● **PROBLEM**: Listed below are entries; give the number of lines among them that include "Duration", and only that number.

* * * *

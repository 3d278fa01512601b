use std::{sync::Arc, time::Duration};

use reqwest::{
    header::{HeaderMap, HeaderName, HeaderValue, AUTHORIZATION, CONTENT_TYPE},
    Client,
};
use serde_json::Value;
use shared::{
    error::{ApiFailure, FailureKind},
    protocol::{ApiResponse, ResponseConvention},
};
use tokio::sync::broadcast;
use tracing::{debug, warn};

use crate::{
    events::{ClientEvent, ToastLevel},
    session::SessionState,
};

pub const NETWORK_FAILED_MESSAGE: &str = "network request failed";
pub const REQUEST_FAILED_MESSAGE: &str = "request failed";
pub const LOGIN_REQUIRED_MESSAGE: &str = "please log in first";
pub const SESSION_EXPIRED_MESSAGE: &str = "your session has expired, please log in again";

#[derive(Debug, Clone, Copy, PartialEq, Eq, Default)]
pub enum Method {
    #[default]
    Get,
    Post,
    Put,
    Delete,
}

impl Method {
    pub fn as_str(&self) -> &'static str {
        match self {
            Method::Get => "GET",
            Method::Post => "POST",
            Method::Put => "PUT",
            Method::Delete => "DELETE",
        }
    }
}

impl From<Method> for reqwest::Method {
    fn from(value: Method) -> Self {
        match value {
            Method::Get => reqwest::Method::GET,
            Method::Post => reqwest::Method::POST,
            Method::Put => reqwest::Method::PUT,
            Method::Delete => reqwest::Method::DELETE,
        }
    }
}

#[derive(Debug, Clone, PartialEq)]
pub enum RequestBody {
    /// Serialized to JSON before sending.
    Json(Value),
    /// Sent as-is.
    Text(String),
}

#[derive(Debug, Clone, Default)]
pub struct CallOptions {
    pub method: Method,
    pub body: Option<RequestBody>,
    pub headers: Vec<(String, String)>,
    /// Suppress the toast for application-level failures.
    pub quiet: bool,
}

impl CallOptions {
    pub fn get() -> Self {
        Self::default()
    }

    pub fn post() -> Self {
        Self::with_method(Method::Post)
    }

    pub fn put() -> Self {
        Self::with_method(Method::Put)
    }

    pub fn delete() -> Self {
        Self::with_method(Method::Delete)
    }

    pub fn with_method(method: Method) -> Self {
        Self {
            method,
            ..Self::default()
        }
    }

    pub fn json(mut self, body: Value) -> Self {
        self.body = Some(RequestBody::Json(body));
        self
    }

    pub fn text(mut self, body: impl Into<String>) -> Self {
        self.body = Some(RequestBody::Text(body.into()));
        self
    }

    pub fn header(mut self, name: impl Into<String>, value: impl Into<String>) -> Self {
        self.headers.push((name.into(), value.into()));
        self
    }

    pub fn quiet(mut self) -> Self {
        self.quiet = true;
        self
    }
}

/// Single exit point for backend calls.
///
/// Every call carries the JSON content type and, while logged in, the bearer
/// token. Responses of either envelope convention come back as one
/// [`ApiResponse`]; transport problems and unauthorized answers are turned into
/// failures instead of errors, so callers branch on one value.
pub struct ApiGateway {
    http: Client,
    base_url: String,
    convention: ResponseConvention,
    session: Arc<SessionState>,
    events: broadcast::Sender<ClientEvent>,
}

impl ApiGateway {
    pub fn new(
        base_url: impl Into<String>,
        convention: ResponseConvention,
        timeout: Duration,
        session: Arc<SessionState>,
        events: broadcast::Sender<ClientEvent>,
    ) -> Result<Self, reqwest::Error> {
        let http = Client::builder().timeout(timeout).build()?;
        Ok(Self {
            http,
            base_url: base_url.into().trim_end_matches('/').to_string(),
            convention,
            session,
            events,
        })
    }

    pub fn session(&self) -> &Arc<SessionState> {
        &self.session
    }

    pub async fn get(&self, path: &str) -> ApiResponse {
        self.call(path, CallOptions::get()).await
    }

    pub async fn post(&self, path: &str, body: Value) -> ApiResponse {
        self.call(path, CallOptions::post().json(body)).await
    }

    pub async fn put(&self, path: &str, body: Value) -> ApiResponse {
        self.call(path, CallOptions::put().json(body)).await
    }

    pub async fn delete(&self, path: &str) -> ApiResponse {
        self.call(path, CallOptions::delete()).await
    }

    pub async fn call(&self, path: &str, options: CallOptions) -> ApiResponse {
        let method = options.method;
        let token = self.session.token().await;
        let url = self.endpoint(path);

        let headers = build_headers(&options.headers, token.as_deref());
        let mut request = self.http.request(method.into(), &url).headers(headers);
        match options.body {
            Some(RequestBody::Json(value)) => match serde_json::to_string(&value) {
                Ok(body) => request = request.body(body),
                Err(err) => {
                    warn!(method = method.as_str(), path, error = %err, "failed to serialize request body");
                    return self.transport_failure(format!("invalid request body: {err}"));
                }
            },
            Some(RequestBody::Text(body)) => request = request.body(body),
            None => {}
        }

        let response = match request.send().await {
            Ok(response) => response,
            Err(err) => {
                warn!(method = method.as_str(), path, error = %err, "request failed");
                return self.transport_failure(NETWORK_FAILED_MESSAGE);
            }
        };
        let status = response.status().as_u16();
        let body = match response.text().await {
            Ok(body) => body,
            Err(err) => {
                warn!(method = method.as_str(), path, status, error = %err, "failed to read response body");
                return self.transport_failure(NETWORK_FAILED_MESSAGE);
            }
        };

        let normalized = match self.convention.normalize(status, &body) {
            Ok(normalized) => normalized,
            Err(err) => {
                warn!(method = method.as_str(), path, status, error = %err, "malformed response");
                return self.transport_failure(NETWORK_FAILED_MESSAGE);
            }
        };

        let failure = match normalized {
            ApiResponse::Failure(failure) => failure,
            success => {
                debug!(method = method.as_str(), path, status, "request succeeded");
                return success;
            }
        };

        if failure.kind == FailureKind::Unauthorized {
            return self.handle_unauthorized(method, path, token.is_some()).await;
        }

        let message = if failure.message.trim().is_empty() {
            REQUEST_FAILED_MESSAGE.to_string()
        } else {
            failure.message
        };
        debug!(method = method.as_str(), path, status, code = ?failure.code, %message, "request rejected");
        if !options.quiet {
            self.toast(ToastLevel::Error, message.clone());
        }
        ApiResponse::Failure(ApiFailure::new(failure.kind, failure.code, message))
    }

    fn endpoint(&self, path: &str) -> String {
        if path.starts_with('/') {
            format!("{}{path}", self.base_url)
        } else {
            format!("{}/{path}", self.base_url)
        }
    }

    /// Clears the session before returning, so later calls never see the
    /// rejected token. Only the call that actually cleared a session announces
    /// its expiry; concurrent calls rejected with the same token stay silent.
    async fn handle_unauthorized(&self, method: Method, path: &str, had_session: bool) -> ApiResponse {
        let cleared = self.session.clear().await;

        let message = if had_session {
            SESSION_EXPIRED_MESSAGE
        } else {
            LOGIN_REQUIRED_MESSAGE
        };
        warn!(method = method.as_str(), path, had_session, cleared, "unauthorized response");
        if cleared || !had_session {
            self.toast(ToastLevel::Warning, message);
        }
        ApiResponse::Failure(ApiFailure::unauthorized(message))
    }

    fn transport_failure(&self, message: impl Into<String>) -> ApiResponse {
        let message = message.into();
        self.toast(ToastLevel::Error, NETWORK_FAILED_MESSAGE);
        ApiResponse::Failure(ApiFailure::transport(message))
    }

    fn toast(&self, level: ToastLevel, message: impl Into<String>) {
        let _ = self.events.send(ClientEvent::toast(level, message));
    }
}

fn build_headers(extra: &[(String, String)], token: Option<&str>) -> HeaderMap {
    let mut headers = HeaderMap::new();
    headers.insert(CONTENT_TYPE, HeaderValue::from_static("application/json"));

    for (name, value) in extra {
        if name.eq_ignore_ascii_case(AUTHORIZATION.as_str()) {
            warn!("ignoring caller-supplied authorization header");
            continue;
        }
        match (
            HeaderName::from_bytes(name.as_bytes()),
            HeaderValue::from_str(value),
        ) {
            (Ok(name), Ok(value)) => {
                headers.insert(name, value);
            }
            _ => warn!(header = %name, "skipping invalid request header"),
        }
    }

    if let Some(token) = token {
        match HeaderValue::from_str(&format!("Bearer {token}")) {
            Ok(value) => {
                headers.insert(AUTHORIZATION, value);
            }
            Err(_) => warn!("session token is not a valid header value"),
        }
    }

    headers
}

#[cfg(test)]
#[path = "tests/gateway_tests.rs"]
mod tests;
use std::sync::Arc;

use shared::{
    error::ApiFailure,
    protocol::{ApiResponse, LoginRequest, RegisterRequest},
};
use storage::{SessionStore, Storage};
use tokio::sync::broadcast;
use tracing::{debug, info, warn};

pub mod api;
pub mod config;
pub mod error;
pub mod events;
pub mod gateway;
pub mod router;
pub mod routes;
pub mod session;
pub mod views;

pub use config::{load_settings, Product, Settings};
pub use error::ClientError;
pub use events::{ClientEvent, ToastLevel};
pub use gateway::{ApiGateway, CallOptions, Method, RequestBody};
pub use router::{Location, RoleGuard, Route, RouteError, RouteTable, ViewRouter, ViewState};
pub use session::SessionState;
pub use views::{FetchView, RouteContext, StaticView, View, ViewError, ViewHandler};

const EVENT_CAPACITY: usize = 1024;
const REGISTER_PATH: &str = "/register";

/// Wires session state, gateway and router of one client instance.
pub struct Coordinator {
    settings: Settings,
    session: Arc<SessionState>,
    gateway: Arc<ApiGateway>,
    router: ViewRouter,
    events: broadcast::Sender<ClientEvent>,
}

impl Coordinator {
    /// Uses the route table of `settings.product`.
    pub fn new(settings: Settings, store: Arc<dyn SessionStore>) -> Result<Self, ClientError> {
        let table = match settings.product {
            Product::Blog => routes::blog_routes()?,
            Product::Shop => routes::shop_routes()?,
        };
        Self::with_routes(settings, store, table)
    }

    pub fn with_routes(
        settings: Settings,
        store: Arc<dyn SessionStore>,
        table: RouteTable,
    ) -> Result<Self, ClientError> {
        let (events, _) = broadcast::channel(EVENT_CAPACITY);
        let session = Arc::new(SessionState::new(store, events.clone()));
        let gateway = Arc::new(ApiGateway::new(
            settings.api_base()?,
            settings.convention,
            settings.request_timeout(),
            Arc::clone(&session),
            events.clone(),
        )?);
        let router = ViewRouter::new(
            table,
            Arc::clone(&gateway),
            settings.login_path.clone(),
            events.clone(),
        );

        Ok(Self {
            settings,
            session,
            gateway,
            router,
            events,
        })
    }

    /// Opens the SQLite session store named by `settings.database_url`.
    pub async fn open(settings: Settings) -> anyhow::Result<Self> {
        let database_url = storage::prepare_database_url(&settings.database_url)?;
        let store = Storage::new(&database_url).await?;
        Ok(Self::new(settings, Arc::new(store))?)
    }

    /// Restores the persisted session, then resolves `initial` (or the home
    /// location).
    pub async fn start(&self, initial: Option<&str>) -> ViewState {
        let session = self.session.load_persisted().await;
        if session.is_authenticated() && self.settings.restore_user_on_start {
            self.refresh_current_user().await;
        }

        let path = initial.unwrap_or(self.settings.home_path.as_str());
        let authenticated = self.session.is_authenticated().await;
        info!(path, authenticated, "client started");
        self.router.navigate(path).await
    }

    pub async fn login(&self, username: &str, password: &str) -> ApiResponse {
        let request = LoginRequest {
            username: username.to_string(),
            password: password.to_string(),
        };
        let response = api::auth::login(&self.gateway, &request).await;
        if !response.is_success() {
            return response;
        }

        match api::auth::auth_payload(response.clone()) {
            Ok(Some(payload)) => {
                self.session
                    .set_authenticated(payload.token, payload.user, payload.seller)
                    .await;
                self.toast(ToastLevel::Success, "logged in");
                self.router.navigate(&self.settings.home_path).await;
                response
            }
            Ok(None) => {
                warn!(username, "login response carried no token");
                self.reject("login response carried no token")
            }
            Err(err) => {
                warn!(username, error = %err, "unreadable login response");
                self.reject(err.message)
            }
        }
    }

    /// Logs straight in when the backend answers with a token; otherwise sends
    /// the user to the login location.
    pub async fn register(&self, username: &str, email: &str, password: &str) -> ApiResponse {
        let request = RegisterRequest {
            username: username.to_string(),
            email: email.to_string(),
            password: password.to_string(),
        };
        let response = api::auth::register(&self.gateway, &request).await;
        if !response.is_success() {
            return response;
        }

        match api::auth::auth_payload(response.clone()) {
            Ok(Some(payload)) => {
                self.session
                    .set_authenticated(payload.token, payload.user, payload.seller)
                    .await;
                self.toast(ToastLevel::Success, "account created");
                self.router.navigate(&self.settings.home_path).await;
            }
            Ok(None) => {
                self.toast(ToastLevel::Success, "account created, please log in");
                self.router.navigate(&self.settings.login_path).await;
            }
            Err(err) => {
                debug!(username, error = %err, "register response without a session");
                self.router.navigate(&self.settings.login_path).await;
            }
        }
        response
    }

    /// Tells the backend (best effort), drops the session and leaves pages
    /// that only make sense while logged in.
    pub async fn logout(&self) {
        if self.session.is_authenticated().await {
            let response = api::auth::logout(&self.gateway).await;
            if let Some(failure) = response.failure() {
                debug!(kind = ?failure.kind, message = %failure.message, "logout call failed");
            }
        }
        self.session.clear().await;

        let current = self.router.current_path().await;
        let on_public_page = current
            .as_deref()
            .map(|raw| self.is_public(&Location::parse(raw).path))
            .unwrap_or(true);
        if !on_public_page {
            self.router.navigate(&self.settings.home_path).await;
        }
    }

    /// Re-reads the identity behind the current token. Returns whether the
    /// session was updated.
    pub async fn refresh_current_user(&self) -> bool {
        match api::auth::current_user(&self.gateway).await {
            Ok(payload) => self.session.update_user(payload.user, payload.seller).await,
            Err(err) => {
                debug!(kind = ?err.kind, message = %err.message, "current user not refreshed");
                false
            }
        }
    }

    pub async fn navigate(&self, path: &str) -> ViewState {
        self.router.navigate(path).await
    }

    pub async fn back(&self) -> Option<ViewState> {
        self.router.back().await
    }

    pub fn subscribe_events(&self) -> broadcast::Receiver<ClientEvent> {
        self.events.subscribe()
    }

    pub fn settings(&self) -> &Settings {
        &self.settings
    }

    pub fn session(&self) -> &Arc<SessionState> {
        &self.session
    }

    pub fn gateway(&self) -> &Arc<ApiGateway> {
        &self.gateway
    }

    pub fn router(&self) -> &ViewRouter {
        &self.router
    }

    fn is_public(&self, path: &str) -> bool {
        path == "/"
            || path == self.settings.home_path
            || path == self.settings.login_path
            || path == REGISTER_PATH
    }

    fn reject(&self, message: impl Into<String>) -> ApiResponse {
        let message = message.into();
        self.toast(ToastLevel::Error, message.clone());
        ApiResponse::Failure(ApiFailure::transport(message))
    }

    fn toast(&self, level: ToastLevel, message: impl Into<String>) {
        let _ = self.events.send(ClientEvent::toast(level, message));
    }
}

#[cfg(test)]
#[path = "tests/support.rs"]
pub(crate) mod test_support;

#[cfg(test)]
#[path = "tests/lib_tests.rs"]
mod tests;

* * * *

● **ANSWER TO THIS PROBLEM**: 2